Given records =>
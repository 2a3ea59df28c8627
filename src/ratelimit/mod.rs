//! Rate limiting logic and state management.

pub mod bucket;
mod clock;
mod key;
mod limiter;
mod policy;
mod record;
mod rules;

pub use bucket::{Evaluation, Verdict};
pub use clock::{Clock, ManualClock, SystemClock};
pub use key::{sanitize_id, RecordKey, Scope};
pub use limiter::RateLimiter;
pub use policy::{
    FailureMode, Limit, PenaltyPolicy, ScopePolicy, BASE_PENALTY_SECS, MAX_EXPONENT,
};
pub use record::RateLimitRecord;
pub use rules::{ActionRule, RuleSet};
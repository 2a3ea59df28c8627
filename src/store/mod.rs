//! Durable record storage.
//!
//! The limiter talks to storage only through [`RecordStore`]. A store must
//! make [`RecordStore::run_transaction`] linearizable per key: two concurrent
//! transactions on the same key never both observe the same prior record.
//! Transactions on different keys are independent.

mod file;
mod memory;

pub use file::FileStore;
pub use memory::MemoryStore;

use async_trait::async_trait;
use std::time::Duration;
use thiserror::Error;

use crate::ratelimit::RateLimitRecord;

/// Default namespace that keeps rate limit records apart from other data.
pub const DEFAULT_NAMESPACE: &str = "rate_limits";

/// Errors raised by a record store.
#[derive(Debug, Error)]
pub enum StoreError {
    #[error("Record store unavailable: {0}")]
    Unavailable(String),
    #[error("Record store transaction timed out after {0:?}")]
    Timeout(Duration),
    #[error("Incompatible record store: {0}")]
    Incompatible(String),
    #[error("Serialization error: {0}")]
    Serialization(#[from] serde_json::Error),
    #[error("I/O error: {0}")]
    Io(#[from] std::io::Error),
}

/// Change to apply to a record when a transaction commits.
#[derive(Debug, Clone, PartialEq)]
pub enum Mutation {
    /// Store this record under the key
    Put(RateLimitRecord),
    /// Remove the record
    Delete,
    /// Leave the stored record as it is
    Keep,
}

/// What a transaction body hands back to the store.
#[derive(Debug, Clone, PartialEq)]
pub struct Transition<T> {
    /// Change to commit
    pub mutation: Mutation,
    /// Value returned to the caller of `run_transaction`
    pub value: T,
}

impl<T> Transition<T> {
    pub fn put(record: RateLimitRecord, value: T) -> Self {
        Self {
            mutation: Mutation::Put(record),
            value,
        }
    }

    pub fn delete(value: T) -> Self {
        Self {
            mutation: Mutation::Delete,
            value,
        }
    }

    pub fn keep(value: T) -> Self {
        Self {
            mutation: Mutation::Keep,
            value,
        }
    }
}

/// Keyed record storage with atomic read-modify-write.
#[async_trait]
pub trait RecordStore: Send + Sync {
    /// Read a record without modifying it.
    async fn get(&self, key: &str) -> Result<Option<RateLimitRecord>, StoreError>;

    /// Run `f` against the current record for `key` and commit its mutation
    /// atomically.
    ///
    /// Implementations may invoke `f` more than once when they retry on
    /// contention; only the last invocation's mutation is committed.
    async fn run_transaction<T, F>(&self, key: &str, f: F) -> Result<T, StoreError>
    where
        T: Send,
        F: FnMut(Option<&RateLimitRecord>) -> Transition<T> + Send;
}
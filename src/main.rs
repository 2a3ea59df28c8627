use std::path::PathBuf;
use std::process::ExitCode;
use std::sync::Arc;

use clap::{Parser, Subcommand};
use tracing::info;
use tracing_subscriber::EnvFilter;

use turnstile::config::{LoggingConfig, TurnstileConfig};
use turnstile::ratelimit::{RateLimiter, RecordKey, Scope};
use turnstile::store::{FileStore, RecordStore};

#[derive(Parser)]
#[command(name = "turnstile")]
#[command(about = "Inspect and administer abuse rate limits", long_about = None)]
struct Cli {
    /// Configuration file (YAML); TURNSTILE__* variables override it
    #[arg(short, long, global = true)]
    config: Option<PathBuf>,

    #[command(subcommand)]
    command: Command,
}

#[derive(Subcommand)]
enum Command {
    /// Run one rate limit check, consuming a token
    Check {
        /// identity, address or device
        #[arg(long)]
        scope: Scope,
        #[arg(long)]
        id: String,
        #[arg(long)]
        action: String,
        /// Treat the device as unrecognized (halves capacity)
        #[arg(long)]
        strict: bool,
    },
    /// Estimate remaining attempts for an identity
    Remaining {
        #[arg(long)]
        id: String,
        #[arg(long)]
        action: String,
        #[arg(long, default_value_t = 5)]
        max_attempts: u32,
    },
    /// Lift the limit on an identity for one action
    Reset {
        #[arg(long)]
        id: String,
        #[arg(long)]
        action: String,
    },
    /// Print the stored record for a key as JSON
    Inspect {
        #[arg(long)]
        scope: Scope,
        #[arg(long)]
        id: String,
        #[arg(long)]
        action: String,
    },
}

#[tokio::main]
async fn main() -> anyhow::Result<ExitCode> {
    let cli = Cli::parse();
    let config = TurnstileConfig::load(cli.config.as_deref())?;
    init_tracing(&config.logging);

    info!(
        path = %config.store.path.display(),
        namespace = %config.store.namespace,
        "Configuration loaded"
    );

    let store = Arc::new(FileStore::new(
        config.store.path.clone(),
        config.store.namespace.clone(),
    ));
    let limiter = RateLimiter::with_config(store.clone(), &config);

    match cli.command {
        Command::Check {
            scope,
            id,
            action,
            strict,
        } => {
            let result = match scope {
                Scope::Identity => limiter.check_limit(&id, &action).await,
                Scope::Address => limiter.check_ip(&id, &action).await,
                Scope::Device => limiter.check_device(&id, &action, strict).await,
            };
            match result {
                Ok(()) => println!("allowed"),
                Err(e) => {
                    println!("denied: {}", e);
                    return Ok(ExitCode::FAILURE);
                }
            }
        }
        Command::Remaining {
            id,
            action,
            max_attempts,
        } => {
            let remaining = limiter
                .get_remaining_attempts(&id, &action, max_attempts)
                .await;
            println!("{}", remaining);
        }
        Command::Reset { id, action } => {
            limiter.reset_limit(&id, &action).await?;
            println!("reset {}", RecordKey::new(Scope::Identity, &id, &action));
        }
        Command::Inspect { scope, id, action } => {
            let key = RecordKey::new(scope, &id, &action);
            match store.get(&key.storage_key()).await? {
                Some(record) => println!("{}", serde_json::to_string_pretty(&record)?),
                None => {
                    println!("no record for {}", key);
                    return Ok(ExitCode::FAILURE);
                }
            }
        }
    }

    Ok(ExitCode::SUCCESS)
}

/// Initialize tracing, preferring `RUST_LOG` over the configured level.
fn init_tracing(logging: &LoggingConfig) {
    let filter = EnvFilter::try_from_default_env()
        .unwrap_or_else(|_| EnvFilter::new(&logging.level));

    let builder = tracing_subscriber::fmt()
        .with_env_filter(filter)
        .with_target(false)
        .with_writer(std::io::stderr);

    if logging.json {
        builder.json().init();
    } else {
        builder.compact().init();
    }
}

* * *

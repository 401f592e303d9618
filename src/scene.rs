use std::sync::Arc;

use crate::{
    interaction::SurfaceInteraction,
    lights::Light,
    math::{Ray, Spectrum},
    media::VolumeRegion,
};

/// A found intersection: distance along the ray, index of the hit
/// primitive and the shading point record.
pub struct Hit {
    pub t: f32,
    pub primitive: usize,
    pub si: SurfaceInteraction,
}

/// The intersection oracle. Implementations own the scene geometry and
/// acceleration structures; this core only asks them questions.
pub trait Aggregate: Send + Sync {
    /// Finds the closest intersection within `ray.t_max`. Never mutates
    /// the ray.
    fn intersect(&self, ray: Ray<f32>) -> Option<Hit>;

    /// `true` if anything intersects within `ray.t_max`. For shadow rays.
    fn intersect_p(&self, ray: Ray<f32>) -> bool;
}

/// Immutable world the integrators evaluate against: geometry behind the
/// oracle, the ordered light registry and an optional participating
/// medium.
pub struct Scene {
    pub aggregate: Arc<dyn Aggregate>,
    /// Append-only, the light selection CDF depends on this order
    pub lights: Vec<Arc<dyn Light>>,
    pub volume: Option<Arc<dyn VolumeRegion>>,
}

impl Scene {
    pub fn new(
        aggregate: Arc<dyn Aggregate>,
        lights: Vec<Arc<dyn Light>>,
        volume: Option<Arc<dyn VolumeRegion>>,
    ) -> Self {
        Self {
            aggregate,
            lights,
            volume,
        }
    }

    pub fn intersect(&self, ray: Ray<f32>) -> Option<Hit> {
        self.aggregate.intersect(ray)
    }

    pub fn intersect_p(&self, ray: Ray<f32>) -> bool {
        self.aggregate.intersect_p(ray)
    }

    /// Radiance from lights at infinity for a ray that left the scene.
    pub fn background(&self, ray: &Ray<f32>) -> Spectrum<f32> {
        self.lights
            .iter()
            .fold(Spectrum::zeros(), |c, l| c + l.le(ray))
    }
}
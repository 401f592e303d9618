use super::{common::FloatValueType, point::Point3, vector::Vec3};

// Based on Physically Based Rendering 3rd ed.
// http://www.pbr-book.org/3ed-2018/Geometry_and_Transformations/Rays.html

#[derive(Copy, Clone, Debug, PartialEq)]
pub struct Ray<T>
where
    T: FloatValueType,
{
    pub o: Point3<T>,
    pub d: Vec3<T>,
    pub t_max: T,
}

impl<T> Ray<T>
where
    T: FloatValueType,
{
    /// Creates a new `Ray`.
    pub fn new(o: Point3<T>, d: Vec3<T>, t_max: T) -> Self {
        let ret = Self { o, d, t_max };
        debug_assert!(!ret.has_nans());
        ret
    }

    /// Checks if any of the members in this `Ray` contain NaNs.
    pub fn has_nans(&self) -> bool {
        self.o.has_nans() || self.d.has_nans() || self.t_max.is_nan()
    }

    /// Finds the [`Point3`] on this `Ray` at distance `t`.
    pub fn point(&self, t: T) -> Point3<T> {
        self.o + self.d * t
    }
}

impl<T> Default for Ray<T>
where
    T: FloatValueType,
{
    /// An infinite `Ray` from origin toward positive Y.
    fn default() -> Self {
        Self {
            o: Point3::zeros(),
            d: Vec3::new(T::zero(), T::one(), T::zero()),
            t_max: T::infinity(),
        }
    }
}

About this exercise => Whatever else the listing above holds, retype exactly only the lines from the one containing "long_about = None)]" to the one containing "consuming a token", both ends kept.

Result for this exercise =>
#[command(about = "Inspect and administer abuse rate limits", long_about = None)]
struct Cli {
    /// Configuration file (YAML); TURNSTILE__* variables override it
    #[arg(short, long, global = true)]
    config: Option<PathBuf>,

    #[command(subcommand)]
    command: Command,
}

#[derive(Subcommand)]
enum Command {
    /// Run one rate limit check, consuming a token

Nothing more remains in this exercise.